All things local

Tag: CAT Tools

CAT Tool and Non-CAT Tool Musings

Finding ways to automate the localization process can come in various forms. Be it a new tool or feature within a CAT tool, finding that new thing to add to your automation arsenal could potentially save you time and money. One question that I continued to ask myself over the course of this semester was: “How can this be automated?”

Tips for Trados QA (using Regex)

Trados has a labyrinth of features that can be deployed to automate the localization process. The issue is visualizing how these features can be applied to your specific workflow, language locale, and content. One such feature that is worth looking into is regular expression (regex).
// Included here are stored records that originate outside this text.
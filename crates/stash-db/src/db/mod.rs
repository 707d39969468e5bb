//! SQLite metadata store
//!
//! `schema` creates the tables on connect; `metadata` holds the repository.

mod metadata;
mod schema;

pub use metadata::{SqliteMetadataStore, StoredAlbum, StoredFile};
use std::fmt::{Display, Formatter, Result as FmtResult};
use std::str::FromStr;

/// Blob storage backend types
///
/// Selects the `BlobStore` implementation the migration writes file content and
/// thumbnails into. Defined in core because configuration parses it.
#[derive(Debug, Clone, Copy, PartialEq, Eq, serde::Serialize, serde::Deserialize)]
#[serde(rename_all = "lowercase")]
pub enum StorageBackend {
    Local,
}

impl FromStr for StorageBackend {
    type Err = anyhow::Error;

    fn from_str(s: &str) -> Result<Self, Self::Err> {
        match s.to_lowercase().as_str() {
            "local" => Ok(StorageBackend::Local),
            _ => Err(anyhow::anyhow!("Invalid storage backend: {}", s)),
        }
    }
}

impl Display for StorageBackend {
    fn fmt(&self, f: &mut Formatter<'_>) -> FmtResult {
        match self {
            StorageBackend::Local => write!(f, "local"),
        }
    }
}

/// Metadata store backend types
#[derive(Debug, Clone, Copy, PartialEq, Eq, serde::Serialize, serde::Deserialize)]
#[serde(rename_all = "lowercase")]
pub enum MetadataBackend {
    Sqlite,
}

impl FromStr for MetadataBackend {
    type Err = anyhow::Error;

    fn from_str(s: &str) -> Result<Self, Self::Err> {
        match s.to_lowercase().as_str() {
            "sqlite" => Ok(MetadataBackend::Sqlite),
            _ => Err(anyhow::anyhow!("Invalid metadata backend: {}", s)),
        }
    }
}

impl Display for MetadataBackend {
    fn fmt(&self, f: &mut Formatter<'_>) -> FmtResult {
        match self {
            MetadataBackend::Sqlite => write!(f, "sqlite"),
        }
    }
}
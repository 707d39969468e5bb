use anyhow::{Context, Result};
use stash_db::create_metadata_store;
use stash_migrate::{init_tracing, load_config, ContentLocator, LegacyReader, Migrator};
use stash_storage::create_storage;

#[tokio::main]
async fn main() -> Result<()> {
    init_tracing();

    let config = load_config()?;

    tracing::info!(
        legacy_database = %config.legacy_database_path.display(),
        upload_root = %config.legacy_upload_root.display(),
        metadata_backend = %config.metadata_backend,
        storage_backend = %config.storage_backend,
        "Configuration loaded"
    );

    let metadata = create_metadata_store(&config)
        .await
        .context("Failed to create metadata store")?;

    let legacy = LegacyReader::open(&config.legacy_database_path, config.legacy_lock_timeout())
        .await
        .context("Failed to open legacy store")?;

    let storage = create_storage(&config)
        .await
        .context("Failed to create blob store")?;

    let locator = ContentLocator::new(&config.legacy_upload_root, &config.legacy_thumbnail_dir);
    let migrator = Migrator::new(metadata, storage, locator);

    let result = migrator.run(&legacy).await;
    legacy.close().await;

    let report = result.context("Migration failed")?;
    if report.skipped() > 0 {
        tracing::warn!(
            skipped = report.skipped(),
            file_ids = ?report.skipped_ids().collect::<Vec<_>>(),
            "Some files had no legacy content"
        );
    }

    Ok(())
}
Regex is a special text string for describing a search pattern. Here are some examples of how regex in tandem with Trados can enhance the localization process:

  • Regex can search for a pattern, like a web address, a date, a combination of number and measurement
  • Changing date formats or the sequence of elements
  • Use regex in the QA checkers to find specific things, like numbers and measurement units that are not separated by a non-breaking space

Using Trados, I sought to test these enhancements with English and Chinese.

Commas and Periods for Chinese

In the QA checker I added [.,] in the RegEx target field to detect for non-Chinese commas and periods. When the translator runs the QA verification, any non-Chinese commas and periods will show up in the target field as a warning. These can then be replaced using the same regular expression in the “Find what” field as shown in the screenshot above.  

Time

In Chinese, time is typically expressed using a 24-hour clock. The QA checker will now detect for any expressions of time that follow the AM/PM format in the source, and then compare these to the target. If target and source match (meaning time is expressed using AM/PM in Chinese rather than converting time to a 24-hour clock format), this will be marked as a potential error in translation.
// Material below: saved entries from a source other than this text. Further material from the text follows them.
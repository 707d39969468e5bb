//! Implicit album reconstruction
//!
//! The legacy store has no album table: an album exists because some files share
//! an `in_album` value. The first member visited (the donor) founds the album
//! and lends it its timestamps and visibility; later members join it.

use std::collections::HashSet;

use stash_core::models::{JoinFile, NewAlbum, NewFile};

use crate::mapper::MappedFile;
use crate::report::AlbumAction;

/// What to write for one mapped file
#[derive(Debug, Clone, PartialEq, Eq)]
pub enum AlbumPlan {
    /// Full file record, no album
    Standalone(NewFile),
    /// Full file record for the donor, then the album it founds
    Found { file: NewFile, album: NewAlbum },
    /// Minimal record joining an album founded earlier in the run
    Join(JoinFile),
}

impl AlbumPlan {
    pub fn action(&self) -> AlbumAction {
        match self {
            AlbumPlan::Standalone(_) => AlbumAction::Standalone,
            AlbumPlan::Found { album, .. } => AlbumAction::Founded {
                album_id: album.id.clone(),
            },
            AlbumPlan::Join(file) => AlbumAction::Joined {
                album_id: file.album_id.clone(),
            },
        }
    }
}

/// Tracks which albums have been created during the run
#[derive(Debug, Default)]
pub struct AlbumAggregator {
    materialized: HashSet<String>,
}

impl AlbumAggregator {
    pub fn new() -> Self {
        Self::default()
    }

    pub fn is_materialized(&self, album_id: &str) -> bool {
        self.materialized.contains(album_id)
    }

    pub fn albums_created(&self) -> usize {
        self.materialized.len()
    }

    /// Decide how `file` is written and mark its album as materialized.
    ///
    /// Only call this once the file's content has been stored: a file whose
    /// content is missing must not found an album.
    pub fn route(&mut self, file: MappedFile) -> AlbumPlan {
        let Some(album_id) = file.album_id.clone() else {
            return AlbumPlan::Standalone(full_record(file));
        };

        if self.materialized.contains(&album_id) {
            return AlbumPlan::Join(JoinFile {
                album_id,
                id: file.id,
                display_name: file.display_name,
                storage_key: file.storage_key,
                size_bytes: file.size_bytes,
                mime_type: file.mime_type,
                uploaded_by: file.uploaded_by,
            });
        }

        self.materialized.insert(album_id.clone());

        let album = NewAlbum {
            id: album_id,
            file_ids: vec![file.id.clone()],
            uploaded_by: file.uploaded_by.clone(),
            uploaded_at: file.uploaded_at,
            expires_at: file.expires_at,
            is_private: file.is_private,
        };

        AlbumPlan::Found {
            file: full_record(file),
            album,
        }
    }
}

fn full_record(file: MappedFile) -> NewFile {
    NewFile {
        id: file.id,
        display_name: file.display_name,
        storage_key: file.storage_key,
        size_bytes: file.size_bytes,
        mime_type: file.mime_type,
        uploaded_by: file.uploaded_by,
        uploaded_at: file.uploaded_at,
        expires_at: file.expires_at,
        is_private: file.is_private,
    }
}
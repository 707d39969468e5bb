//! Error types for the migration run
//!
//! Every variant here ends the run. A legacy file whose content cannot be found
//! is not an error: it is reported as [`crate::RecordOutcome::SkippedMissingSource`].

use std::path::PathBuf;

use stash_storage::StorageError;

/// Broad classes of run-ending failures
#[derive(Debug, Clone, Copy, PartialEq, Eq)]
pub enum FailureKind {
    /// The legacy store could not be opened, was locked past the timeout or is malformed
    LegacyStoreUnavailable,
    /// Reading legacy rows or legacy content failed after the store was opened
    LegacySource,
    /// The metadata store or blob store rejected an operation
    AdapterFailure,
    Configuration,
}

#[derive(Debug, thiserror::Error)]
pub enum MigrationError {
    #[error("Legacy store unavailable at {}: {source}", .path.display())]
    LegacyStoreUnavailable {
        path: PathBuf,
        #[source]
        source: sqlx::Error,
    },

    #[error("Legacy query {query} failed: {source}")]
    LegacyQuery {
        query: &'static str,
        #[source]
        source: sqlx::Error,
    },

    #[error("Invalid locator pattern {pattern:?}: {source}")]
    LocatorPattern {
        pattern: String,
        #[source]
        source: glob::PatternError,
    },

    #[error("Failed to read legacy content at {}: {source}", .path.display())]
    SourceRead {
        path: PathBuf,
        #[source]
        source: std::io::Error,
    },

    #[error("Metadata store {operation} failed: {source}")]
    Metadata {
        operation: &'static str,
        #[source]
        source: anyhow::Error,
    },

    #[error("Blob store {operation} failed: {source}")]
    Storage {
        operation: &'static str,
        #[source]
        source: StorageError,
    },

    #[error("Configuration error: {0}")]
    Config(String),
}

pub type MigrationResult<T> = Result<T, MigrationError>;

impl MigrationError {
    pub fn kind(&self) -> FailureKind {
        match self {
            MigrationError::LegacyStoreUnavailable { .. } => FailureKind::LegacyStoreUnavailable,
            MigrationError::LegacyQuery { .. }
            | MigrationError::LocatorPattern { .. }
            | MigrationError::SourceRead { .. } => FailureKind::LegacySource,
            MigrationError::Metadata { .. } | MigrationError::Storage { .. } => {
                FailureKind::AdapterFailure
            }
            MigrationError::Config(_) => FailureKind::Configuration,
        }
    }

    pub(crate) fn metadata(operation: &'static str) -> impl FnOnce(anyhow::Error) -> Self {
        move |source| MigrationError::Metadata { operation, source }
    }

    pub(crate) fn storage(operation: &'static str) -> impl FnOnce(StorageError) -> Self {
        move |source| MigrationError::Storage { operation, source }
    }
}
“The best defense is a good offense.” Using regex to preempt potential issues that may arise during translation will save a lot unneeded repair work and streamline the localization process.

Utility Demo/Training Video

Apart from CAT tools, what other methods are out there waiting to be tapped into by unsuspecting PMs? I took the liberty to dig deeper into one whose presence has become hard to ignore – Monday.com. On their website they claim to be “a tool that simplifies the way teams work together – Manage workload, track projects, move work forward, communicate with people.” Assuming the role of a PM, I sought to explore how Monday.com could be effective in automating the life of a localization project.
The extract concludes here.